My question is do I go with the base rate, and then change to a fixed rate when the Bank of England start to increase the national interest rate, or do I go with a fixed rate now?
Any advice greatly received.
Exxx

Comments

  • As they've announced another two batches of QE - printing money - you don't have to rush. Two months at least. Then, will they change rates much, before the next election? - probably not. If a snap autumn election is announced, then it might be wise to fix then.

    Personally, I'd go for 5 years if fixing.
  • opinions4u
    opinions4u Posts: 19,411 Forumite
    edited 10 August 2009 pm31 9:53PM
    If you're going on to Nationwide's 2.5% variable rate, and I'm right in saying that this tracks at BofE + 2%, then I'd go for that.

    Use the money saved to build up a contingency fund which can be used to either (a) subsidise mortgage payments if rates shoot up or (b) repay capital if rates stay nice and low!

    Keep your eye on the 5 year fixed market though. If it dips a little you may wish to jump in!
  • I'm in the same position, and I agree with the others unless you'd really be in big trouble financially if interest rates rose much below the 3.79%. I also think that a 2 yr fix is a bit pointless at the minute, my instinct tells me that in two years you'll want to be in the middle of a fixed rate rather than coming out of one...
  • hi , i am in the same position . my 3 year discount traker has just ended and has now gone up to the normal rate and going to cost me another £50 a month , had a chat with a mortgage advisor and to fix it would cost me another £100 a month on top of that . she explained that as the market is crap at the mo she couldnt say what to do for the best as in take a risk on the base rate now or fix it and pay out more a month . i personally feel that the banks are trying to scare people into fixing for a long period as i carnt see them raising the rate to much to quickly or we will be going backwards again . does anybody else think the same ??
  • Curly_Chick
    Curly_Chick Posts: 18 Forumite
    edited 11 August 2009 pm31 2:06PM
    I'm in the same position too! My discounted tracker has just finished and I am will now be on the lenders standard tracker which tracks 1.9% above the BofE base rate so my monthly payments will jump up by £100 a month. I have looked at the fixed rates around and the best I have been offered is 3.99% for 2 years with a £999 arrangment fee - this seems a bit steep and would be a further £100 a month on top of the increase I'm about to go to.

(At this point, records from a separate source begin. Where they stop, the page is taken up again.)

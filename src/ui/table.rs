use eframe::egui::Ui;
use egui_extras::{Column, TableBuilder};

use crate::data::model::{TrekRecord, category_label};
use crate::data::summary::NOT_AVAILABLE;
use crate::state::AppState;

const ROW_HEIGHT: f32 = 18.0;

/// Columns shown after the pass-through CSV columns.
const NORMALIZED_HEADERS: [&str; 5] = [
    "Trip Grade",
    "Accommodation",
    "Cost (USD)",
    "Days",
    "Max Altitude",
];

// ---------------------------------------------------------------------------
// Filtered record table
// ---------------------------------------------------------------------------

/// Every visible record: extra CSV columns as-is, then the normalized fields.
pub fn record_table(ui: &mut Ui, state: &AppState) {
    let ds = &state.dataset;
    let n_cols = ds.extra_columns.len() + NORMALIZED_HEADERS.len();

    TableBuilder::new(ui)
        .striped(true)
        .resizable(true)
        .columns(Column::auto().at_least(80.0), n_cols)
        .min_scrolled_height(0.0)
        .max_scroll_height(360.0)
        .header(ROW_HEIGHT + 4.0, |mut header| {
            for name in ds
                .extra_columns
                .iter()
                .map(String::as_str)
                .chain(NORMALIZED_HEADERS)
            {
                header.col(|ui| {
                    ui.strong(name);
                });
            }
        })
        .body(|body| {
            body.rows(ROW_HEIGHT, state.visible_indices.len(), |mut row| {
                let rec = &ds.records[state.visible_indices[row.index()]];
                for col in &ds.extra_columns {
                    row.col(|ui| {
                        ui.label(rec.extra.get(col).map(String::as_str).unwrap_or(""));
                    });
                }
                for cell in normalized_cells(rec) {
                    row.col(|ui| {
                        ui.label(cell);
                    });
                }
            });
        });
}

fn normalized_cells(rec: &TrekRecord) -> [String; 5] {
    [
        category_label(rec.trip_grade.as_ref()),
        category_label(rec.accommodation.as_ref()),
        number_cell(rec.cost_usd),
        number_cell(rec.days),
        number_cell(rec.max_altitude),
    ]
}

fn number_cell(value: Option<f64>) -> String {
    value.map_or_else(|| NOT_AVAILABLE.to_string(), |v| format!("{v:.0}"))
}
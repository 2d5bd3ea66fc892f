mod app;
mod color;
mod data;
mod state;
mod ui;

use std::path::Path;

use anyhow::Context;
use app::TrekDashboardApp;
use eframe::egui;

/// Read from the working directory at startup.
const DATA_FILE: &str = "nepal-trek-data.csv";

fn main() -> anyhow::Result<()> {
    env_logger::init();

    // A missing or malformed dataset is fatal: there is nothing to show.
    let dataset = data::loader::load_file(Path::new(DATA_FILE))
        .with_context(|| format!("cannot start without {DATA_FILE}"))?;
    log::info!(
        "Loaded {} treks from {DATA_FILE} (extra columns {:?})",
        dataset.len(),
        dataset.extra_columns
    );
    if dataset.is_empty() {
        log::warn!("{DATA_FILE} has no rows; every chart will be empty");
    }

    let options = eframe::NativeOptions {
        viewport: egui::ViewportBuilder::default()
            .with_title(ui::dashboard::TITLE)
            .with_inner_size([1400.0, 900.0])
            .with_min_inner_size([800.0, 500.0]),
        ..Default::default()
    };

    eframe::run_native(
        ui::dashboard::TITLE,
        options,
        Box::new(|cc| Ok(Box::new(TrekDashboardApp::new(cc, dataset)))),
    )
    .map_err(|e| anyhow::anyhow!("running dashboard: {e}"))
}
//! The appointment import pipeline.
//!
//! Each stage is a plain function over the models, leaves first: time slot
//! generation, row parsing, lookup resolution, occupancy building and
//! column assignment. [`run_import`] chains them for one uploaded file and
//! hands the result to a [`CellPersister`](crate::persistence::CellPersister).

mod column_assignment;
mod importer;
mod lookup;
mod occupancy;
mod row_parser;
mod time_slots;

pub use column_assignment::{AssignmentResult, assign_columns};
pub use importer::{
    ImportPlan, ImportRequest, ScheduleTarget, TargetPlan, plan_import, run_import,
};
pub use lookup::{
    LookupCache, LookupSource, ResolutionResult, SessionTypeInfo, lookup_key,
    resolve_appointments,
};
pub use occupancy::{OccupancyResult, build_occupancy};
pub use row_parser::{
    Delimiter, MIN_ROW_FIELDS, RowParseResult, parse_appointment_datetime, parse_appointment_rows,
};
pub use time_slots::generate_time_slots;
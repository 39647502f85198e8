//! Persistence of assigned grid cells.
//!
//! The engine only knows the [`CellPersister`] contract: insert one cell,
//! get back its identifier or an error. Two adapters ship with the crate:
//! [`MemoryPersister`] for tests and embedding, and [`SqliteStore`] for the
//! local relational store, which also serves the roster lookups.

mod memory;
mod sqlite;

use async_trait::async_trait;
use futures::future::join_all;

use crate::error::EngineResult;
use crate::models::{CellId, CellRecord};

pub use memory::{MemoryPersister, StoredCell};
pub use sqlite::SqliteStore;

/// Writes assigned cells.
#[async_trait]
pub trait CellPersister: Send + Sync {
    /// Stores one cell and returns its identifier.
    async fn insert_cell(&self, cell: &CellRecord) -> EngineResult<CellId>;

    /// Stores every cell, returning one result per cell in input order.
    ///
    /// The default issues all inserts concurrently and waits for every one
    /// of them; a failed insert does not stop or undo its siblings.
    /// Implementations that can write atomically should override this.
    async fn insert_batch(&self, cells: &[CellRecord]) -> Vec<EngineResult<CellId>> {
        join_all(cells.iter().map(|cell| self.insert_cell(cell))).await
    }
}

    Really not sure what to do for the best..... I know that the rates are un-ussually low and will go up.....sooner or later!

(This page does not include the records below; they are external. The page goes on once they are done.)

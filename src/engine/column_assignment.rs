//! Column assignment for the schedule grid.
//!
//! Walks the occupied slots in chronological order and gives every
//! occupant a column in `1..=capacity`. A student who held a column in the
//! previous occupied slot keeps it; everyone else takes the lowest free
//! column. When a slot has more occupants than columns, the late arrivals
//! are left out and reported as overflow.
//!
//! Columns are only carried from one grid slot to the next: a student
//! absent from a slot loses their column, even if they come back later.
//! A grid slot with nobody in it is a gap that frees every column.

use std::collections::{HashMap, HashSet};

use chrono::{Duration, NaiveTime};
use serde_json::json;
use tracing::{debug, warn};

use crate::error::{EngineError, EngineResult};
use crate::models::{
    ColumnAssignment, ImportWarning, Occupancy, OverflowEntry, StudentId, WarningKind,
    format_time_of_day,
};

/// Column assignments for one date, plus everyone who did not fit.
#[derive(Debug, Clone, Default, PartialEq, Eq)]
pub struct AssignmentResult {
    /// Assignments in slot order, then occupant order.
    pub assignments: Vec<ColumnAssignment>,
    /// Occupants that found every column taken.
    pub overflow: Vec<OverflowEntry>,
}

impl AssignmentResult {
    /// Returns the overflow entries as import warnings.
    pub fn overflow_warnings(&self) -> Vec<ImportWarning> {
        self.overflow
            .iter()
            .map(|entry| {
                ImportWarning::for_grid(
                    WarningKind::Overflow,
                    format!(
                        "Slot {} is full; student {} was not placed",
                        format_time_of_day(entry.time),
                        entry.student_id
                    ),
                    json!({
                        "time": format_time_of_day(entry.time),
                        "student_id": entry.student_id,
                    }),
                )
            })
            .collect()
    }
}

fn lowest_free_column(used: &HashSet<u32>, capacity: u32) -> Option<u32> {
    (1..=capacity).find(|column| !used.contains(column))
}

/// True when `time` is the grid slot right after `previous`.
fn follows(previous: NaiveTime, time: NaiveTime, step: Duration) -> bool {
    let (next, wrapped) = previous.overflowing_add_signed(step);
    wrapped == 0 && next == time
}

/// Assigns every occupant a column.
///
/// Per slot, in ascending time order:
/// 1. Columns carried over by students present in this slot are marked used.
///    Nothing is carried when the previous grid slot (`interval_minutes`
///    earlier) was empty.
/// 2. Each occupant without a carried column takes the lowest unused
///    column, or overflows when none is left.
/// 3. One [`ColumnAssignment`] is emitted per placed occupant.
/// 4. Only this slot's placed occupants carry their column forward.
///
/// # Errors
///
/// Returns [`EngineError::InvalidCapacity`] if `capacity` is zero and
/// [`EngineError::InvalidGrid`] if `interval_minutes` is zero.
///
/// # Example
///
/// ```
/// use grid_import_engine::engine::assign_columns;
/// use grid_import_engine::models::Occupancy;
/// use chrono::NaiveTime;
///
/// let three = NaiveTime::from_hms_opt(15, 0, 0).unwrap();
/// let half_past = NaiveTime::from_hms_opt(15, 30, 0).unwrap();
///
/// let mut occupancy = Occupancy::new();
/// occupancy.add(three, 1);
/// occupancy.add(three, 2);
/// occupancy.add(half_past, 3);
/// occupancy.add(half_past, 2);
///
/// let result = assign_columns(&occupancy, 2, 30).unwrap();
/// let placed: Vec<(i64, u32)> = result
///     .assignments
///     .iter()
///     .map(|a| (a.student_id, a.column_number))
///     .collect();
///
/// // Student 2 keeps column 2; student 3 takes the column student 1 freed.
/// assert_eq!(placed, vec![(1, 1), (2, 2), (3, 1), (2, 2)]);
/// ```
pub fn assign_columns(
    occupancy: &Occupancy,
    capacity: u32,
    interval_minutes: u32,
) -> EngineResult<AssignmentResult> {
    if capacity == 0 {
        return Err(EngineError::InvalidCapacity { capacity });
    }
    if interval_minutes == 0 {
        return Err(EngineError::InvalidGrid {
            field: "interval_minutes".to_string(),
            message: "must be greater than zero".to_string(),
        });
    }

    let step = Duration::minutes(i64::from(interval_minutes));
    let mut result = AssignmentResult::default();
    let mut active: HashMap<StudentId, u32> = HashMap::new();
    let mut previous: Option<NaiveTime> = None;

    for (time, occupants) in occupancy.iter() {
        if previous.is_some_and(|prev| !follows(prev, time, step)) && !active.is_empty() {
            debug!(
                time = %format_time_of_day(time),
                released = active.len(),
                "Empty slot before this one; columns released"
            );
            active.clear();
        }
        let mut used: HashSet<u32> = occupants
            .iter()
            .filter_map(|student_id| active.get(student_id).copied())
            .collect();
        let mut placed: HashMap<StudentId, u32> = HashMap::with_capacity(occupants.len());

        for &student_id in occupants {
            let column = match active.get(&student_id) {
                Some(&held) => Some(held),
                None => lowest_free_column(&used, capacity),
            };

            let Some(column_number) = column else {
                warn!(
                    time = %format_time_of_day(time),
                    student_id,
                    capacity,
                    "Slot is full; occupant dropped"
                );
                result.overflow.push(OverflowEntry { time, student_id });
                continue;
            };

            used.insert(column_number);
            placed.insert(student_id, column_number);
            result.assignments.push(ColumnAssignment {
                time,
                student_id,
                column_number,
            });
        }

        debug!(
            time = %format_time_of_day(time),
            occupants = occupants.len(),
            placed = placed.len(),
            "Assigned slot"
        );
        active = placed;
        previous = Some(time);
    }

    Ok(result)
}
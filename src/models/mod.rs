//! Core data models for the grid import engine.
//!
//! This module contains all the domain models used throughout the engine.

mod appointment;
mod assignment;
mod import_report;
mod occupancy;
mod time_slot;

pub use appointment::{
    AppointmentRow, ResolvedAppointment, SessionType, SessionTypeId, StudentId, StudentRecord,
};
pub use assignment::{CellId, CellRecord, ColumnAssignment, OverflowEntry};
pub use import_report::{
    CellFailure, ImportCounts, ImportReport, ImportWarning, TargetSummary, WarningKind,
};
pub use occupancy::Occupancy;
pub use time_slot::{TIME_FORMAT, TimeSlot, format_time_of_day, hhmm, parse_time_of_day};
//! Appointment, roster and session-type models.
//!
//! An [`AppointmentRow`] is what the parser reads out of an uploaded file;
//! a [`ResolvedAppointment`] is the same row once its student and session
//! type have been looked up. Both live only for one import.

use chrono::{NaiveDate, NaiveDateTime, NaiveTime};
use serde::{Deserialize, Serialize};

use super::time_slot::hhmm;

/// Identifier of a student in the roster.
pub type StudentId = i64;

/// Identifier of a session type.
pub type SessionTypeId = i64;

/// A normalized row read from an appointment file.
#[derive(Debug, Clone, PartialEq, Eq, Serialize, Deserialize)]
pub struct AppointmentRow {
    /// 1-based line number of the record in the source file.
    pub line: usize,
    /// When the appointment starts.
    pub appointment_date: NaiveDateTime,
    /// Student display name as written in the file.
    pub student_name: String,
    /// Session type alias as written in the file.
    pub session_type_label: String,
}

/// An appointment whose student and session type are both known.
#[derive(Debug, Clone, PartialEq, Eq, Serialize, Deserialize)]
pub struct ResolvedAppointment {
    /// Calendar date of the appointment.
    pub date: NaiveDate,
    /// Start time of the appointment.
    #[serde(with = "hhmm")]
    pub time: NaiveTime,
    /// The matched student.
    pub student_id: StudentId,
    /// The matched session type.
    pub session_type_id: SessionTypeId,
    /// Session length taken from the session type.
    pub duration_minutes: u32,
}

/// A student as held by the roster.
#[derive(Debug, Clone, PartialEq, Eq, Serialize, Deserialize)]
pub struct StudentRecord {
    /// Unique identifier for the student.
    pub id: StudentId,
    /// Given name.
    pub first_name: String,
    /// Family name.
    pub last_name: String,
    /// Inactive students are never matched by an import.
    #[serde(default = "default_active")]
    pub active: bool,
}

fn default_active() -> bool {
    true
}

impl StudentRecord {
    /// Returns the `"First Last"` display name.
    pub fn display_name(&self) -> String {
        format!("{} {}", self.first_name, self.last_name)
    }
}

/// A kind of tutoring session and the alias used for it in imported files.
#[derive(Debug, Clone, PartialEq, Eq, Serialize, Deserialize)]
pub struct SessionType {
    /// Unique identifier for the session type.
    pub id: SessionTypeId,
    /// Human-readable name.
    pub name: String,
    /// Alias matched against the file's session type column.
    pub alias: String,
    /// Length of one session.
    pub duration_minutes: u32,
}

#[cfg(test)]
mod tests {
    use super::*;

    #[test]
    fn test_display_name_joins_first_and_last() {
        let student = StudentRecord {
            id: 7,
            first_name: "Ann".to_string(),
            last_name: "Lee".to_string(),
            active: true,
        };
        assert_eq!(student.display_name(), "Ann Lee");
    }

    #[test]
    fn test_student_active_defaults_to_true() {
        let student: StudentRecord =
            serde_json::from_str(r#"{"id": 1, "first_name": "Bo", "last_name": "Kim"}"#).unwrap();
        assert!(student.active);
    }

    #[test]
    fn test_resolved_appointment_time_is_hhmm() {
        let appointment = ResolvedAppointment {
            date: NaiveDate::from_ymd_opt(2026, 3, 2).unwrap(),
            time: NaiveTime::from_hms_opt(15, 30, 0).unwrap(),
            student_id: 1,
            session_type_id: 2,
            duration_minutes: 60,
        };
        let json = serde_json::to_value(&appointment).unwrap();
        assert_eq!(json["time"], "15:30");
        assert_eq!(json["date"], "2026-03-02");
    }
}
//! Time slot generation for the schedule grid.
//!
//! This module turns a working window and an interval into the ordered rows
//! of the grid.

use chrono::{NaiveTime, Timelike};

use crate::error::{EngineError, EngineResult};
use crate::models::TimeSlot;

fn minutes_from_midnight(time: NaiveTime) -> u32 {
    time.num_seconds_from_midnight() / 60
}

fn time_from_minutes(minutes: u32) -> Option<NaiveTime> {
    NaiveTime::from_hms_opt(minutes / 60, minutes % 60, 0)
}

/// Generates the grid's time slots.
///
/// Slots start at `window_start` and step by `interval_minutes`; each slot
/// ends `interval_minutes` after it starts. Generation stops at the first
/// start that is not before `window_end`, so the last slot may end after
/// `window_end`. An empty window yields no slots.
///
/// # Errors
///
/// - [`EngineError::InvalidGrid`] if `interval_minutes` is zero
/// - [`EngineError::InvalidGrid`] if a slot would end at or past midnight
///
/// # Example
///
/// ```
/// use grid_import_engine::engine::generate_time_slots;
/// use chrono::NaiveTime;
///
/// let slots = generate_time_slots(
///     NaiveTime::from_hms_opt(15, 0, 0).unwrap(),
///     NaiveTime::from_hms_opt(16, 0, 0).unwrap(),
///     30,
/// )
/// .unwrap();
///
/// let keys: Vec<String> = slots.iter().map(|s| s.key()).collect();
/// assert_eq!(keys, vec!["15:00", "15:30"]);
/// assert_eq!(slots[1].end, NaiveTime::from_hms_opt(16, 0, 0).unwrap());
/// ```
pub fn generate_time_slots(
    window_start: NaiveTime,
    window_end: NaiveTime,
    interval_minutes: u32,
) -> EngineResult<Vec<TimeSlot>> {
    if interval_minutes == 0 {
        return Err(EngineError::InvalidGrid {
            field: "interval_minutes".to_string(),
            message: "must be greater than zero".to_string(),
        });
    }

    let end = minutes_from_midnight(window_end);
    let mut start = minutes_from_midnight(window_start);
    let mut slots = Vec::new();

    while start < end {
        let slot_end = start + interval_minutes;
        let (Some(start_time), Some(end_time)) = (
            time_from_minutes(start),
            time_from_minutes(slot_end),
        ) else {
            return Err(EngineError::InvalidGrid {
                field: "window_end".to_string(),
                message: format!(
                    "slot starting at {:02}:{:02} would run past midnight",
                    start / 60,
                    start % 60
                ),
            });
        };

        slots.push(TimeSlot {
            start: start_time,
            end: end_time,
        });
        start = slot_end;
    }

    Ok(slots)
}
//! Appointment import engine for tutoring-center schedule grids.
//!
//! This crate turns an uploaded CSV or TSV file of appointments into cells
//! of a fixed time-by-column grid. Each slot of the grid holds as many
//! students as the room has columns (three per pod); a student booked over
//! consecutive slots keeps the same column, and occupants beyond capacity
//! are left out and reported.

#![warn(missing_docs)]

pub mod config;
pub mod engine;
pub mod error;
pub mod models;
pub mod persistence;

    My plan at the moment is: book the rate at a cost of £99 and I have it for 3 or4 months according to my broker and then when I have to sign up or lose the rate do another check to see if there is anything better at the time or if the BofE intrest rates go up. If the BofE base rate hasn't gone up and there is as good a deal or better book that rate if possible - will this give me a bad credit score? as i'm sure to book the rate the lender will do a credit check and then in a few months time if I want to do it again that will be another check!

    But at the moment it will cost me £99 to book the rate and £100 extra a month to fix at the lowest fixed rate I have been offered! If I can book 2 good rates back to back at £99 each thats £200 for 6 months or sign up now and pay £600 in extra payment in the same time period!

    Any comments or suggestions on the above plan would help!